Evening of Hope: A Trajectory
By Rosemary Nabukeera | DF/HCC Communications
On April 25 of this year, two CURE program and Biomedical Science Careers Program (BSCP) students, Alexander Jeremiah and Senait Efrem, were awarded the 2019-2020 HOPE Scholarships. Efrem and Jeremiah — alumni of the 2-Year Continuing Umbrella of Research Experiences (CURE) program at the Dana-Farber / Harvard Cancer Center (DF/HCC) — were two of three recipients to receive HOPE scholarships at the 22nd annual Evening of Hope which was held at The Westin Copley Place in Boston.
This year, recipients were awarded HOPE Scholarships of $7,500 paid out over two years —$5,000 for year one and $2,500 for year two. According to BSCP’s Executive Director Hollie DeSilva, Evening of Hope is BSCP’s sole fundraiser, and it was created in 1998 to make it possible “to offer all BSCP programs at no cost to the participants.”
BSCP’s mission is to provide “students of every race, ethnic background, gender and financial status with encouragement, support and guidance needed for the successful pursuit of biomedical science and other science-related careers.” For example, Senait Efrem, one of the HOPE Scholarship recipients, was born in Uganda and she is a first-generation college student who’s currently a sophomore at the University of Massachusetts Boston. The 2019 Evening of Hope booklet mentions that Efrem is currently majoring in biology and computer science with pre-med courses, and she “plans on pursuing an MD/PhD degree with the goal of conducting research that inspires change in health policy and medical practice.”
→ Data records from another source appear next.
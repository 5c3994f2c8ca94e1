//! Diff and snapshot benchmarks
//!
//! ```bash
//! cargo bench -p tablesnap-core --bench diff_benchmarks
//! cargo bench -p tablesnap-core --bench diff_benchmarks -- "diff/"
//! ```

use criterion::{black_box, criterion_group, criterion_main, BenchmarkId, Criterion, Throughput};
use rand::rngs::StdRng;
use rand::{Rng, SeedableRng};
use serde_json::json;
use tablesnap_core::{read_snapshot, DiffEngine, Record, SnapshotWriter};
use tempfile::TempDir;

/// Fixed seed so every run mutates the same records
const BENCH_SEED: u64 = 0x7AB1E5AA;

const TABLE_SIZES: &[usize] = &[1_000, 10_000, 100_000];

fn table(size: usize) -> Vec<Record> {
    (0..size)
        .map(|id| {
            json!({
                "id": id,
                "number": size - id,
                "name": format!("user-{id}"),
                "profile": {"active": id % 3 == 0, "tags": ["a", "b", "c"]}
            })
            .as_object()
            .cloned()
            .unwrap()
        })
        .collect()
}

/// Copy of `previous` with roughly `ratio` of the records changed and a few appended
fn mutate(previous: &[Record], ratio: f64) -> Vec<Record> {
    let mut rng = StdRng::seed_from_u64(BENCH_SEED);
    let mut current: Vec<Record> = previous
        .iter()
        .map(|record| {
            let mut record = record.clone();
            if rng.gen_bool(ratio) {
                record.insert("name".to_string(), json!("changed"));
            }
            record
        })
        .collect();
    let appended = previous.len() / 100;
    current.extend(table(previous.len() + appended).into_iter().skip(previous.len()));
    current
}

fn bench_diff(c: &mut Criterion) {
    let mut group = c.benchmark_group("diff");

    for &size in TABLE_SIZES {
        let previous = table(size);
        let current = mutate(&previous, 0.05);
        let engine = DiffEngine::new("id");

        group.throughput(Throughput::Elements(size as u64));
        group.bench_with_input(BenchmarkId::new("five_percent_changed", size), &size, |b, _| {
            b.iter(|| {
                let mut report = engine
                    .diff(Some(black_box(previous.as_slice())), black_box(current.as_slice()))
                    .unwrap();
                report.sort_by_field("number").unwrap();
                black_box(report)
            })
        });
    }

    group.finish();
}

fn bench_snapshot_io(c: &mut Criterion) {
    let mut group = c.benchmark_group("snapshot");
    group.sample_size(20);

    for &size in &TABLE_SIZES[..2] {
        let records = table(size);
        let temp_dir = TempDir::new().unwrap();
        let writer = SnapshotWriter::new(temp_dir.path()).with_timestamp(false);
        let path = writer.write(&records, "bench", None).unwrap();

        group.throughput(Throughput::Elements(size as u64));
        group.bench_with_input(BenchmarkId::new("write", size), &size, |b, _| {
            b.iter(|| writer.write(black_box(&records), "bench", None).unwrap())
        });
        group.bench_with_input(BenchmarkId::new("read", size), &size, |b, _| {
            b.iter(|| black_box(read_snapshot(&path).unwrap()))
        });
    }

    group.finish();
}

criterion_group!(benches, bench_diff, bench_snapshot_io);
criterion_main!(benches);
Alexander Jeremiah, another scholarship recipient, mentions that he comes from a “family of sugar cane farmers, milkmen, and MBTA bus drives.” Jeremiah says: “CURE was the catalyst to my journey into the biomedical field...the key to unlock a world I had long dreamed about.”
The CURE program introduces Massachusetts high school and college students from underrepresented populations to the world of cancer research by placing them in real research settings at local cancer research institutions. For example, Jeremiah explains that before CURE, he had no idea about the scope of the biomedical field and all the possibilities he could explore. But after working in a wet lab alongside Karen Cichowski, PhD at Brigham and Women’s Hospital, Jeremiah says that he learned how to run a western blot, culture cells, perform protein assays, and write research manuscripts.
Now a first-year medical student at NYU School of Medicine, Jeremiah still recalls the afternoons he spent with Dr. Cichowski looking through literature and brainstorming experiments.
“It was through our discussions,” Jeremiah says “that I really learned how to identify a problem, think critically of how to investigate it further, and also connect it to the broader literature.”
He says his time at CURE "served as the building block" from which his "education stemmed."
Karen Burns White, the Deputy Associate Director for DF/HCC's Initiative to Eliminate Cancer Disparities (IECD), says that the CURE program endeavors to expose and engage students to real research settings. Karen likened the Program to helping students to plant seeds and setting the stage for what's next.